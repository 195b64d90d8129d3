//! Merging of per-predicate search results.
//!
//! A search runs one query per supplied predicate. The row sets are pooled,
//! de-duplicated and then narrowed by every predicate in turn, so a row
//! survives only if it satisfies all of them.

use std::collections::HashSet;

use crate::models::{ClientPhoneRow, SearchPredicate};

/// Union the per-predicate batches, drop duplicate rows and keep only rows
/// matching every predicate.
///
/// The result is ordered by client id, then phone number.
pub fn merge_search_results(
    predicates: &[SearchPredicate],
    batches: Vec<Vec<ClientPhoneRow>>,
) -> Vec<ClientPhoneRow> {
    let mut seen = HashSet::new();
    let mut pool: Vec<ClientPhoneRow> = batches
        .into_iter()
        .flatten()
        .filter(|row| seen.insert(row.clone()))
        .collect();

    for predicate in predicates {
        pool.retain(|row| predicate.matches(row));
    }

    pool.sort_by(|a, b| (a.client_id, a.phone_number).cmp(&(b.client_id, b.phone_number)));
    pool
}
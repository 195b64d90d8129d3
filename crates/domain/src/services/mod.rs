//! Domain services for Client Book.
//!
//! Services contain logic that operates on domain models without touching
//! the database.

pub mod events;
pub mod export;
pub mod search;

pub use events::{MemoryEventSink, RecordEvent, RecordEventSink, TracingEventSink};
pub use export::{render_csv, render_json, CSV_DELIMITER, CSV_HEADER, UTF8_BOM};
pub use search::merge_search_results;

================================

- **What is being asked**
If the word "predicates" appears in a line above, copy that line.

- **Task solution**
    predicates: &[SearchPredicate],
    for predicate in predicates {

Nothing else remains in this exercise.